This PFS takes into account the outcomes of an engineering study completed in 2008 by Ausenco Canada Inc. ("Ausenco"), as announced in the Company' news release dated April 3, 2008, and revised and updated by Propipe in late 2011. The Propipe PFS includes the resources, reserves, open pit mine plan, operating and capital costs and financial analysis for a leach Project which describes the production of up to 25,000 tonnes (55 million lbs) per year of copper cathode for a period of 10 years. It is a comprehensive study of the viability of the Project that has advanced to a stage where the mining method has been established and an effective method of mineral processing has been determined, and includes a financial analysis based on reasonable assumptions of technical, engineering, legal, operating, economic, social, and environmental factors and the evaluation of other relevant factors which are sufficient to determine if all or part of the mineral resource may be classified as a mineral reserve.

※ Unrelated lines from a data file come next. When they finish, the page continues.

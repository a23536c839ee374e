use serde::de::DeserializeOwned;
use tunelink::{
    Album, Artist, CatalogEntity, ContentLink, EntityKind, Error, ErrorKind, Platform, Playlist,
    Result, ResultSet, SearchQuery,
};

mod model;
use model::*;

mod token;
use token::TokenCache;

const API_BASE: &str = "https://api.spotify.com/v1";
const SEARCH_LIMIT: u32 = 20;
/// Spotify's editorial "Top 50 - Global" playlist.
pub const GLOBAL_TOP_50_PLAYLIST: &str = "37i9dQZEVXbMDoHdvVmB8g";

#[derive(Debug)]
pub struct SpotifyClient {
    client: reqwest::Client,
    token: TokenCache,
    market: Option<String>,
    charts_playlist: String,
}

impl SpotifyClient {
    pub fn new(client_id: impl Into<String>, client_secret: impl Into<String>) -> Self {
        Self {
            client: reqwest::Client::new(),
            token: TokenCache::new(client_id.into(), client_secret.into()),
            market: None,
            charts_playlist: GLOBAL_TOP_50_PLAYLIST.to_owned(),
        }
    }

    /// ISO 3166-1 alpha-2 country code restricting results to what is playable there.
    pub fn with_market(mut self, market: impl Into<String>) -> Self {
        self.market = Some(market.into());
        self
    }

    pub fn with_charts_playlist(mut self, playlist_id: impl Into<String>) -> Self {
        self.charts_playlist = playlist_id.into();
        self
    }

    async fn get<T: DeserializeOwned>(&self, path: &str, query: &[(&str, String)]) -> Result<T> {
        let token = self.token.get(&self.client).await?;
        let mut request = self
            .client
            .get(format!("{API_BASE}{path}"))
            .bearer_auth(token)
            .query(query);
        if let Some(market) = &self.market {
            request = request.query(&[("market", market)]);
        }

        let response = request.send().await.map_err(Error::wrap)?;
        let status = response.status();
        if status.is_success() {
            return response.json().await.map_err(Error::wrap);
        }

        let kind = match status {
            reqwest::StatusCode::UNAUTHORIZED => {
                tracing::debug!("spotify rejected the access token");
                self.token.invalidate().await;
                ErrorKind::Unauthorized
            }
            reqwest::StatusCode::TOO_MANY_REQUESTS => ErrorKind::RateLimited,
            reqwest::StatusCode::NOT_FOUND => ErrorKind::NotFound,
            reqwest::StatusCode::BAD_REQUEST => ErrorKind::Invalid,
            _ => ErrorKind::Internal,
        };
        Err(Error::new(
            kind,
            format!("spotify request to {path} failed with {status}"),
        ))
    }
}

fn search_type(kinds: &[EntityKind]) -> String {
    kinds
        .iter()
        .map(|kind| kind.as_str())
        .collect::<Vec<_>>()
        .join(",")
}

#[tunelink::async_trait]
impl tunelink::ProviderClient for SpotifyClient {
    #[tracing::instrument(skip(self))]
    async fn search(&self, query: &SearchQuery) -> Result<ResultSet> {
        if query.text.trim().is_empty() {
            return Ok(ResultSet::default());
        }
        let response: SearchResponse = self
            .get(
                "/search",
                &[
                    ("q", query.text.clone()),
                    ("type", search_type(&query.kinds())),
                    ("limit", SEARCH_LIMIT.to_string()),
                ],
            )
            .await?;
        Ok(ResultSet::from(response))
    }

    #[tracing::instrument(skip(self))]
    async fn top_charts(&self) -> Result<ResultSet> {
        let page: Page<PlaylistItem> = self
            .get(
                &format!("/playlists/{}/tracks", self.charts_playlist),
                &[("limit", "50".to_owned())],
            )
            .await?;
        Ok(chart_tracks(page))
    }

    #[tracing::instrument(skip(self))]
    async fn fetch_entity(&self, link: &ContentLink) -> Result<Option<CatalogEntity>> {
        if link.platform != Platform::Spotify {
            return Ok(None);
        }
        let id = link.id.as_str();
        let entity = match link.kind {
            EntityKind::Track => {
                let track: SpotifyTrack = self.get(&format!("/tracks/{id}"), &[]).await?;
                let track = track.into_track().ok_or_else(|| {
                    Error::new(ErrorKind::NotFound, format!("spotify track {id} has no id"))
                })?;
                CatalogEntity::Track(track)
            }
            EntityKind::Album => {
                let album: SpotifyAlbum = self.get(&format!("/albums/{id}"), &[]).await?;
                CatalogEntity::Album(Album::from(album))
            }
            EntityKind::Artist => {
                let artist: SpotifyArtist = self.get(&format!("/artists/{id}"), &[]).await?;
                CatalogEntity::Artist(Artist::from(artist))
            }
            EntityKind::Playlist => {
                let playlist: SpotifyPlaylist =
                    self.get(&format!("/playlists/{id}"), &[]).await?;
                CatalogEntity::Playlist(Playlist::from(playlist))
            }
        };
        Ok(Some(entity))
    }
}
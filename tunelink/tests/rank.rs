use tunelink::{
    rank::{MAX_PRIORITY_ALBUMS, MAX_RANKED_ITEMS},
    test, EntityKind, RankedItem, ResultSet,
};

fn labels(items: &[RankedItem]) -> Vec<String> {
    items
        .iter()
        .map(|item| {
            let explicit = if item.explicit { "(explicit)" } else { "" };
            let kind = match item.kind {
                EntityKind::Track => "Track",
                EntityKind::Album => "Album",
                EntityKind::Artist => "Artist",
                EntityKind::Playlist => "Playlist",
            };
            format!("{kind}:{}{explicit}", item.title)
        })
        .collect()
}

#[test]
fn artist_query_scenario() {
    let results = ResultSet {
        tracks: vec![
            test::track("t1", "God's Plan", "Drake"),
            test::explicit_track("t2", "God's Plan", "Drake"),
        ],
        albums: vec![
            test::album("al1", "Scorpion", "Drake"),
            test::album("al2", "Views", "Drake"),
            test::album("al3", "CTRL", "SZA"),
        ],
        artists: vec![test::artist("ar1", "Drake")],
        playlists: vec![test::playlist("pl1", "Drake Hits", "editorial")],
    };

    let ranked = tunelink::rank(&results, "Drake");
    assert_eq!(
        labels(&ranked),
        vec![
            "Artist:Drake",
            "Album:Scorpion",
            "Album:Views",
            "Track:God's Plan(explicit)",
            "Album:CTRL",
            "Playlist:Drake Hits",
        ]
    );
    assert_eq!(ranked[3].id.as_str(), "t2");
}

#[test]
fn matching_artist_precedes_everything_else() {
    let results = ResultSet {
        tracks: vec![test::track("t1", "Kill Bill", "SZA")],
        albums: vec![test::album("al1", "SOS", "SZA")],
        artists: vec![test::artist("ar0", "Drake"), test::artist("ar1", "SZA")],
        playlists: vec![test::playlist("pl1", "SZA Radio", "editorial")],
    };

    let ranked = tunelink::rank(&results, "  sza!! ");
    assert_eq!(ranked[0].title, "SZA");
    assert_eq!(ranked[0].kind, EntityKind::Artist);
    assert_eq!(ranked[1].title, "SOS");
    // non-matching artists come after every track and album
    assert_eq!(
        labels(&ranked),
        vec![
            "Artist:SZA",
            "Album:SOS",
            "Track:Kill Bill",
            "Artist:Drake",
            "Playlist:SZA Radio",
        ]
    );
}

#[test]
fn priority_albums_are_capped() {
    let albums = (0..5)
        .map(|i| test::album(&format!("al{i}"), &format!("Album {i}"), "Drake"))
        .collect::<Vec<_>>();
    let results = ResultSet {
        tracks: vec![test::track("t1", "Track", "Drake")],
        albums,
        artists: vec![test::artist("ar1", "Drake")],
        playlists: Vec::new(),
    };

    let ranked = tunelink::rank(&results, "drake");
    let track_position = ranked
        .iter()
        .position(|item| item.kind == EntityKind::Track)
        .unwrap();
    assert_eq!(track_position, 1 + MAX_PRIORITY_ALBUMS);
    assert_eq!(ranked.len(), 7);
    assert_eq!(ranked[5].title, "Album 3");
}

#[test]
fn output_is_capped() {
    let results = ResultSet {
        tracks: (0..40)
            .map(|i| test::track(&format!("t{i}"), &format!("Track {i}"), "Artist"))
            .collect(),
        albums: (0..20)
            .map(|i| test::album(&format!("al{i}"), &format!("Album {i}"), "Artist"))
            .collect(),
        artists: Vec::new(),
        playlists: (0..20)
            .map(|i| test::playlist(&format!("pl{i}"), &format!("Playlist {i}"), "owner"))
            .collect(),
    };

    assert_eq!(tunelink::rank(&results, "track").len(), MAX_RANKED_ITEMS);
    assert_eq!(tunelink::rank(&results, "").len(), MAX_RANKED_ITEMS);
}

#[test]
fn empty_query_uses_flat_order() {
    let results = ResultSet {
        tracks: vec![
            test::track("t1", "Song", "Drake"),
            test::explicit_track("t2", "Song", "Drake"),
        ],
        albums: vec![test::album("al1", "Scorpion", "Drake")],
        artists: vec![test::artist("ar1", "Drake")],
        playlists: vec![test::playlist("pl1", "Drake Hits", "editorial")],
    };

    for query in ["", "   ", "?!"] {
        let ranked = tunelink::rank(&results, query);
        assert_eq!(
            labels(&ranked),
            vec![
                "Track:Song(explicit)",
                "Album:Scorpion",
                "Artist:Drake",
                "Playlist:Drake Hits",
            ]
        );
    }
}

#[test]
fn short_artist_names_only_match_exactly() {
    let results = ResultSet {
        artists: vec![test::artist("ar1", "U2"), test::artist("ar2", "Dr")],
        ..Default::default()
    };

    let ranked = tunelink::rank(&results, "u2");
    assert_eq!(ranked[0].title, "U2");

    // "dr" is shorter than the partial match minimum
    let ranked = tunelink::rank(&results, "drake");
    assert_eq!(labels(&ranked), vec!["Artist:U2", "Artist:Dr"]);
}

#[test]
fn ranking_is_deterministic() {
    let results = ResultSet {
        tracks: (0..10)
            .map(|i| test::track(&format!("t{i}"), &format!("Song {}", i % 3), "Band"))
            .collect(),
        albums: vec![test::album("al1", "Record", "Band")],
        artists: vec![test::artist("ar1", "Band")],
        playlists: Vec::new(),
    };

    let first = tunelink::rank(&results, "band");
    let second = tunelink::rank(&results, "band");
    assert_eq!(first, second);
    assert_eq!(
        first
            .iter()
            .filter(|item| item.kind == EntityKind::Track)
            .count(),
        3
    );
}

The Propipe PFS was prepared in conjunction with a NI 43-101 resource estimate completed by NCL Ingeniería y Construcción S.A. ("NCL"), Santiago, Chile, as announced in the Company's news release on January 16, 2008. No additional drilling has been completed on the Project since the date of that estimate, and the resource has not been updated since then. The mine plan is unchanged from the Ausenco report, and no additional metallurgical testwork has been completed since the date of the Ausenco report. Full particulars of all exploration data, the key assumptions, parameters and methods used to estimate mineral resources, quality control and data verification methods are as disclosed in the Ausenceo report, filed by the Company on SEDAR on May 23, 2008.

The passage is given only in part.